企業存続のために最も大切な利益の考え方

「企業は存続しなければならない。そして、そのためには何をすべきか?」
2019年の年頭にあたって、経営学者P.F.ドラッカーが企業存続のための絶対条件としてあげている「利益」について考えて見ましょう。

事業経営においては、目標とする売上を獲得すると同時にしっかりと利益を確保することが重要です。
しかしドラッカーは「利益は幻想、存在するのはコストだけだ」と述べています。
それは何故なのでしょうか?
①利益=キャッシュではない
私たちは企業の決算書(損益計算書)に表示されている「利益」をみて「儲かった」と思いがちですが、この「利益」は計算上、売上(収益)から費用を差し引いた金額がプラスであるという意味で「キャッシュ(=現金)」が増えているという意味ではありません。

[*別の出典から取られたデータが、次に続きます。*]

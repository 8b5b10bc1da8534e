use anyhow::Context;
use serde_json::json;

use talus_seir::model::seir::{
    DECEASED, EXPOSED, INFECTED_CRITICAL, INFECTED_HOSPITALIZED, INFECTED_MILD, RECOVERED,
};
use talus_seir::{
    basic_reproduction_number, calibrate_to_r0, EpiInputs, PopulationSnapshot, SeirConfig,
    SeirModel, StepStrategy,
};

fn main() -> anyhow::Result<()> {
    // Single-region demo scenario; replace with caller-supplied data in
    // real runs.
    let inputs = EpiInputs {
        hospitalization_rate: 0.2,
        hospitalized_cases_requiring_icu_care: 0.3,
        case_fatality_rate: 0.02,
        duration_mild_infections: 7.0,
        hospital_time_recovery: 10.0,
        icu_time_death: 8.0,
        presymptomatic_period: 3.0,
        beta: 0.35,
        beta_hospitalized: 0.0,
        beta_icu: 0.0,
        exposed_infected_ratio: 1.0,
        frac_infected_symptomatic: 0.7,
    };

    let pop = PopulationSnapshot {
        total: 1_000_000.0,
        infected: 100.0,
        ..Default::default()
    };

    let cfg = SeirConfig {
        strategy: StepStrategy::FixedDaily,
        ..Default::default()
    };

    let model = SeirModel::new(cfg, inputs, pop.total).context("model setup failed")?;

    let r0 = basic_reproduction_number(&model.rates, model.n)?;
    eprintln!("derived R0 = {:.4}", r0);

    // Pin the scenario to a target R0 before projecting.
    let target_r0 = 2.4;
    let calibrated = calibrate_to_r0(&model.rates, target_r0, r0, model.n)
        .context("calibration failed")?;
    let model = model.with_rates(calibrated);
    eprintln!(
        "calibrated R0 = {:.4}",
        basic_reproduction_number(&model.rates, model.n)?
    );

    let traj = model.simulate(&pop).context("simulation failed")?;

    // One JSON line per week of the projection.
    for (day, row) in traj.states.iter().enumerate() {
        if day % 7 != 0 {
            continue;
        }
        println!(
            "{}",
            json!({
                "day": day,
                "susceptible": traj.susceptible(model.n, day).round(),
                "exposed": row[EXPOSED].round(),
                "infected_mild": row[INFECTED_MILD].round(),
                "hospitalized": row[INFECTED_HOSPITALIZED].round(),
                "critical": row[INFECTED_CRITICAL].round(),
                "recovered": row[RECOVERED].round(),
                "deceased": row[DECEASED].round(),
            })
        );
    }

    Ok(())
}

例えば売上も費用も全て現金で取引されれば、利益とキャッシュ・フロー(現金の収入・支出)は一致するのですが、実際の取引では売上や仕入れが掛けで取引されることが多いため、利益とキャッシュ・フローが一致するとは限りません。売上時点で利益が出ているように計算されても、実際に現金が預金口座に貯まっていません。
利益に関係なく、会社の血液ともいえる現金が不足すれば会社は破綻することになります。

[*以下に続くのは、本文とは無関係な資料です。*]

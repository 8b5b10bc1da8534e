pub mod params;
pub mod seir;
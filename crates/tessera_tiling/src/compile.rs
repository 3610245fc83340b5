//! Validation and compilation: [`TilingConfig`] → [`Catalog`].
//!
//! The pipeline is a straight sequence of finalize-and-check steps. The first
//! failing check aborts the whole compile with a [`ValidationError`] naming the
//! offending entity; a partially compiled catalog is never returned.

use std::collections::BTreeMap;

use tessera_core::names::{self, Named};
use tessera_core::{IVec2, LayerKind, TileId};
use uuid::Uuid;

use crate::catalog::{
    Catalog, Group, ModuloPosition, Requirement, RequirementTarget, RuleResult, Tile, TileInfo,
    TileRule, TileVariant, SHEET_PIXEL_ORIGIN, SHEET_SIZE, TILE_PIXELS,
};
use crate::types::{GroupDef, RequirementDef, ResultDef, RuleDef, TileDef, TilingConfig, VariantDef};
use crate::ValidationError;

/// Slack allowed when checking that explicit weights do not exceed 1, so that
/// weights like ten times `0.1` survive `f32` rounding.
const WEIGHT_EPSILON: f32 = 1e-6;

type Result<T> = std::result::Result<T, ValidationError>;

macro_rules! invalid {
    ($($arg:tt)*) => {
        ValidationError(format!($($arg)*))
    };
}

/// Validate `config` and build the lookup tables of a [`Catalog`].
pub fn compile(config: TilingConfig) -> Result<Catalog> {
    let TilingConfig {
        mut flags,
        groups,
        tiles,
    } = config;

    // Flags
    names::sort_by_name(&mut flags);
    if let Some(dup) = names::find_duplicate(&flags) {
        return Err(invalid!("A duplicate tile flag name `{dup}`."));
    }

    // Groups
    let mut groups = groups
        .into_iter()
        .map(finalize_group)
        .collect::<Result<Vec<_>>>()?;
    names::sort_by_name(&mut groups);
    if let Some(dup) = names::find_duplicate(&groups) {
        return Err(invalid!("A duplicate tile group named `{}`.", dup.name));
    }

    // Tiles
    let mut tiles = tiles
        .into_iter()
        .enumerate()
        .map(|(index, def)| finalize_tile(index, def))
        .collect::<Result<Vec<_>>>()?;
    names::sort_by_name(&mut tiles);
    if let Some(dup) = names::find_duplicate(&tiles) {
        return Err(invalid!("A duplicate tile named `{}`.", dup.name));
    }
    if let Some(tile) = tiles.iter().find(|t| names::contains_name(&groups, &t.name)) {
        return Err(invalid!(
            "A name collision between a tile named `{}` and a group with the same name.",
            tile.name
        ));
    }

    // Flag bitsets
    for tile in &mut tiles {
        tile.flag_bits = vec![false; flags.len()];
        for flag in &tile.flags {
            let Some(flag_index) = names::index_by_name(&flags, flag) else {
                return Err(invalid!(
                    "An invalid flag named `{flag}` was specified for tile `{}`.",
                    tile.name
                ));
            };
            tile.flag_bits[flag_index] = true;
        }
    }

    // Group members
    for group in &mut groups {
        for name in &group.tiles {
            let Some(index) = names::index_by_name(&tiles, name) else {
                return Err(invalid!(
                    "Tile named `{name}` referenced in group `{}` doesn't exist.",
                    group.name
                ));
            };
            group.indices.push(index);
        }
        group.indices.sort_unstable();
    }

    let (tile_info, indices_by_name) = assign_global_ids(&mut tiles);
    let (max_texture_offset_negative, max_texture_offset_positive) = texture_footprint(&tiles);
    let layer_tile_indices = layer_tile_lists(&tiles);
    let autotiling_range = autotiling_range(&tiles);
    resolve_requirements(&mut tiles, &groups)?;

    tracing::debug!(
        "compiled tiling catalog: {} flags, {} groups, {} tiles, {} variants",
        flags.len(),
        groups.len(),
        tiles.len(),
        tile_info.len()
    );

    Ok(Catalog {
        generation: Uuid::new_v4(),
        flags,
        groups,
        tiles,
        tile_info,
        indices_by_name,
        layer_tile_indices,
        autotiling_range,
        max_texture_offset_negative,
        max_texture_offset_positive,
    })
}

※現金の他、普通預金・当座預金・現金同等物も含まれます。

②会社はコストの塊
ドラッカーは「およそ企業の内部には、プロフィットセンターはない。内部にあるのはコストセンターである。技術、販売、生産、経理のいずれも、活動があってコストを発生させることだけは確実である。しかし成果に貢献するかはわからない」(P.F.ドラッカー『想像する経営者』より)と企業活動の本質をついています。
利益は企業の外部からしか獲得することはできません。営業活動を通じてお客様から商品を注文いただき、その代金が回収できたときにはじめて利益を獲得したことになるのです。それまでは、単にコストを消費しているにすぎません。
従って社員が意識して利益を生み出す活動に力を注がなければ、社員はただ忙しいだけでその活動に要したコストは、利益として回収されないことになってしまいがちです。